Intelligence is defined as the ability to think, learn, and comprehend.

Artificial intelligence does, in fact, make machines as intelligent as humans. Artificial Intelligence’s major goal is to make machines as intelligent and considerate as humans.

Artificial intelligence (AI) is a vast field of computer science. AI enables machines to imitate human behavior.

Artificial intelligence empowers robots to the point where they can make decisions for themselves. AI empowers machines with common sense, logic, and decision-making abilities.

Robots employ artificial intelligence to mimic human behavior.

What are some examples of artificial intelligence?

However, AI is not just for robotics. Artificial Intelligence is being used in almost every industry. In the next section, We’ll cover AI applications.

History of Artificial Intelligence.

What are some examples of artificial intelligence?

Artificial Intelligence, as most of us believe, is the most recent technology. However, did you know that it was invented in the 1950s?

We’ll talk about how Artificial Intelligence has evolved over time. This section can be skipped if you are not interested in the history of AI.

  1. Alan Turing proposed the Turing Test in 1950. Isaac Asimov proposed the Three Laws of Robotics in the same year, 1950.

2. The first AI program was written in 1951.

3. The first self-learning game-playing program was developed in 1955.

4. The MIT AI Lab was founded in 1959.

5. The first robot was introduced to the GM assembly line in 1961.

6. They watched the first demonstration of an AI program that understood normal language in 1964.

7. The first chatbot, “Eliza,” was created in 1965.

8. Stanford AI Lab produced the first autonomous automobile in 1974.

9. Carnegie Mellon University developed the first neural network-based autonomous car in 1989.

10. At chess, IBM Deep Blue defeated Garry Kasparov in 1997.

11. Sony released AIBO in 1999. The MIT AI Lab demonstrated the first emotional AI in the same year.

12. Google began developing self-driving cars in 2009.

13. Narrative Science AI exhibited its report-writing abilities in 2010.

14. Siri, Google Now, and Cortana gained popularity in 2011.

15. Elon Musk and others announced a $1 billion gift to Open AI in 2015.

16. The Center for Human-Compatible Artificial Intelligence was established at UC Berkley in 2016.

17. Google released “Duplex” in 2018. Duplex is a digital personal assistant. It’s an artificial intelligence program.

As we’ve seen, AI isn’t a new concept. Year after year, it expands.

Let’s look at how Artificial Intelligence works now.

Are you curious about how AI works?

AI helps machines to learn, think, and make decisions, as we mentioned in the preceding section. So, how do computers learn?

As a result, Machine Learning enters the scene. Artificial Intelligence includes the subset of Machine Learning. There are numerous algorithms in Machine Learning.

Machine learning is the process of using various algorithms to learn from training data. Machines can predict or make decisions after being trained.

There are three types of learning in machine learning:

  1. Learning under supervision.
  2. Learning without supervision.
  3. Learning by reinforcement.

Learning is used to solve problems.

Top 10 Artificial Intelligence Case Studies

Are you interested in learning more about Artificial Intelligence Examples?

Let’s look at the Top 10 Artificial Intelligence Examples.

1. Autonomous Vehicles

Artificial intelligence is exemplified by self-driving cars. There is no need for a driver in self-driving cars. The automobile is well-versed in artificial intelligence.

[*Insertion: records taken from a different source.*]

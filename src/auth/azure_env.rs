// Azure AD authentication configured through AZURE_* variables
//
// Variables come from the config's `env` map first and the process
// environment second. The process environment is only read, never written.

use async_trait::async_trait;
use once_cell::sync::OnceCell;
use serde::{Deserialize, Serialize};
use std::collections::BTreeMap;
use std::path::{Path, PathBuf};

use super::azure::{
    self, Authorizer, ClientCertificateAuthorizer, ClientSecretAuthorizer,
    UsernamePasswordAuthorizer,
};
use super::credentials;
use super::types::{cache_key, jwt_expiry, AuthScheme, AuthToken};
use super::{AuthContext, CredentialStrategy, StrategyKind};
use crate::error::{AuthError, Result};
use crate::secret::SecretCrypter;

pub const AZURE_TENANT_ID: &str = "AZURE_TENANT_ID";
pub const AZURE_CLIENT_ID: &str = "AZURE_CLIENT_ID";
pub const AZURE_CLIENT_SECRET: &str = "AZURE_CLIENT_SECRET";
pub const AZURE_CERTIFICATE_PATH: &str = "AZURE_CERTIFICATE_PATH";
pub const AZURE_CERTIFICATE_PASSWORD: &str = "AZURE_CERTIFICATE_PASSWORD";
pub const AZURE_USERNAME: &str = "AZURE_USERNAME";
pub const AZURE_PASSWORD: &str = "AZURE_PASSWORD";
pub const AZURE_AUTHORITY_HOST: &str = "AZURE_AUTHORITY_HOST";

const PATH_KEYS: [&str; 2] = [AZURE_CERTIFICATE_PATH, "AZURE_AUTH_LOCATION"];

fn is_secret_key(key: &str) -> bool {
    let key = key.to_lowercase();
    key.contains("_password") || key.contains("_secret")
}

/// Azure environment strategy config
#[derive(Debug, Clone, Default, PartialEq, Serialize, Deserialize)]
#[serde(default, rename_all = "camelCase")]
pub struct AzureEnvConfig {
    pub site_url: String,
    #[serde(skip_serializing_if = "BTreeMap::is_empty")]
    pub env: BTreeMap<String, String>,
}

pub struct AzureEnvStrategy {
    ctx: AuthContext,
    config: AzureEnvConfig,
    crypter: SecretCrypter,
    config_dir: Option<PathBuf>,
    authorizer: OnceCell<Box<dyn Authorizer>>,
}

impl AzureEnvStrategy {
    pub fn new(ctx: AuthContext) -> Self {
        Self {
            ctx,
            config: AzureEnvConfig::default(),
            crypter: SecretCrypter::new(None),
            config_dir: None,
            authorizer: OnceCell::new(),
        }
    }

    pub fn with_config(ctx: AuthContext, config: AzureEnvConfig) -> Self {
        let mut strategy = Self::new(ctx);
        strategy.config = config;
        strategy
    }

    pub fn config(&self) -> &AzureEnvConfig {
        &self.config
    }

    /// Variable from the config, falling back to the process environment
    fn var(&self, key: &str) -> Option<String> {
        self.config
            .env
            .get(key)
            .cloned()
            .or_else(|| std::env::var(key).ok())
            .filter(|v| !v.is_empty())
    }

    /// Pick an authorizer from the available variables: client secret,
    /// then certificate, then username and password.
    fn build_authorizer(&self, resource: &str) -> Result<Box<dyn Authorizer>> {
        let tenant_id = self
            .var(AZURE_TENANT_ID)
            .ok_or_else(|| AuthError::Validation(format!("{} is required", AZURE_TENANT_ID)))?;
        let client_id = self
            .var(AZURE_CLIENT_ID)
            .ok_or_else(|| AuthError::Validation(format!("{} is required", AZURE_CLIENT_ID)))?;
        let authority = self.var(AZURE_AUTHORITY_HOST);
        let token_url = azure::token_url(authority.as_deref(), &tenant_id);
        let client = self.ctx.client().clone();

        if let Some(secret) = self.var(AZURE_CLIENT_SECRET) {
            tracing::debug!("Using client secret credentials");
            return Ok(Box::new(ClientSecretAuthorizer::new(
                client, token_url, client_id, secret, resource,
            )));
        }

        if let Some(path) = self.var(AZURE_CERTIFICATE_PATH) {
            tracing::debug!("Using client certificate credentials");
            let path = credentials::resolve_relative(self.config_dir.as_deref(), &path);
            let password = self.var(AZURE_CERTIFICATE_PASSWORD);
            return Ok(Box::new(ClientCertificateAuthorizer::from_file(
                client,
                token_url,
                client_id,
                &path,
                password.as_deref(),
                resource,
            )?));
        }

        if let (Some(username), Some(password)) = (self.var(AZURE_USERNAME), self.var(AZURE_PASSWORD)) {
            tracing::debug!("Using username/password credentials");
            return Ok(Box::new(UsernamePasswordAuthorizer::new(
                client, token_url, client_id, username, password, resource,
            )));
        }

        Err(AuthError::Validation(format!(
            "No Azure credentials: set {}, {} or {}/{}",
            AZURE_CLIENT_SECRET, AZURE_CERTIFICATE_PATH, AZURE_USERNAME, AZURE_PASSWORD
        )))
    }

    fn authorizer(&self, resource: &str) -> Result<&dyn Authorizer> {
        self.authorizer
            .get_or_try_init(|| self.build_authorizer(resource))
            .map(|a| a.as_ref())
    }
}

#[async_trait]
impl CredentialStrategy for AzureEnvStrategy {
    fn kind(&self) -> StrategyKind {
        StrategyKind::AzureEnv
    }

    fn site_url(&self) -> &str {
        &self.config.site_url
    }

    fn context(&self) -> &AuthContext {
        &self.ctx
    }

    fn set_master_key(&mut self, key: &str) {
        self.crypter = SecretCrypter::new(Some(key));
    }

    fn set_config_path(&mut self, path: &Path) {
        self.config_dir = Some(credentials::config_dir(path));
    }

    fn parse_config(&mut self, bytes: &[u8]) -> Result<()> {
        let mut config: AzureEnvConfig = serde_json::from_slice(bytes)?;
        let crypter = &self.crypter;
        for (key, value) in config.env.iter_mut() {
            if is_secret_key(key) {
                *value = credentials::decode_secret(crypter, value);
            }
        }
        self.config = config;
        self.authorizer = OnceCell::new();
        Ok(())
    }

    fn write_config(&self, path: &Path) -> Result<()> {
        let mut config = self.config.clone();
        let crypter = &self.crypter;
        for (key, value) in config.env.iter_mut() {
            if is_secret_key(key) {
                *value = credentials::encode_secret(crypter, value)?;
            }
        }
        credentials::write_config_file(path, self.kind(), &config)
    }

    fn cache_key(&self) -> Result<String> {
        let site = credentials::parse_site_url(&self.config.site_url)?;
        let tenant = self.var(AZURE_TENANT_ID).unwrap_or_default();
        let client = self.var(AZURE_CLIENT_ID).unwrap_or_default();
        Ok(cache_key(
            &credentials::host_key(&site),
            self.strategy(),
            &[&tenant, &client],
        ))
    }

    fn scheme(&self) -> AuthScheme {
        AuthScheme::Bearer
    }

    async fn get_auth(&self) -> Result<AuthToken> {
        let site = credentials::parse_site_url(&self.config.site_url)?;
        let authorizer = self.authorizer(&credentials::origin(&site))?;
        let key = self.cache_key()?;

        self.ctx
            .cached(&key, || async {
                let token = azure::capture_token(authorizer, &self.config.site_url).await?;
                let expires_at = jwt_expiry(&token)?;
                Ok(AuthToken::new(token, expires_at))
            })
            .await
    }
}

You only need to enter your destination in self-driving automobiles. You don’t have to give any specific instructions, such as how to use a break or when to stop.

These smart automobiles identify impediments on their own. So Artificial Intelligence has made all of this feasible.

2. Sophia (A Robot)

Hanson Robotics is the creator of Sophia. The firm Hanson Robotics is situated in Hong Kong. Sophia was turned on in 2016.

Sophia is able to converse thanks to natural language processing. She, like humans, can make a variety of facial expressions.

Sophia now holds Saudi Arabian citizenship. She is the city’s first robot resident.

3. Google Assistant/Alexa/Siri

These are terms that we are all familiar with. Alexa, Siri, and Google Assistant. So, how do you suppose they work?

They are all Artificial Intelligence examples. You only need to send them your question, and they will respond in a matter of seconds. This is accomplished by natural language processing.

Amazon Alexa can be used to link many household devices. Then Alexa can control all of your devices.

4. Recommendation of a Product

Online websites or mobile applications employ product recommendations. They keep track of your previous purchase habits. And depending on them, suggest new goods.

Assume you buy a pair of jeans and a pair of shoes. When you return to that site, you will get a recommendation for a different pair of pants and shoes.

Artificial Intelligence has made this possible.

5. Use a chatbot

Do you aware that the person responding to customer service is a chatbot, not a human?

Yes. AI has now made it possible. A chatbot is an artificial intelligence-based program that replaces human customer service.

They have the ability to take your query, process it, and resolve it.

6. Image Recognition on Facebook

Do you ever consider how Facebook tags your friends with their names when you share an image on Facebook?

Artificial Intelligence is what this is. Facebook employs image recognition, which aids in the recognition of a person’s image.

This feature simplifies our lives. We used to do it manually before this feature. However, it now automatically recognizes images and tags them with names.

7. GPS 

GPS provides real-time traffic updates. Which road has the least amount of traffic? It can also tell you when you will arrive at a specific area.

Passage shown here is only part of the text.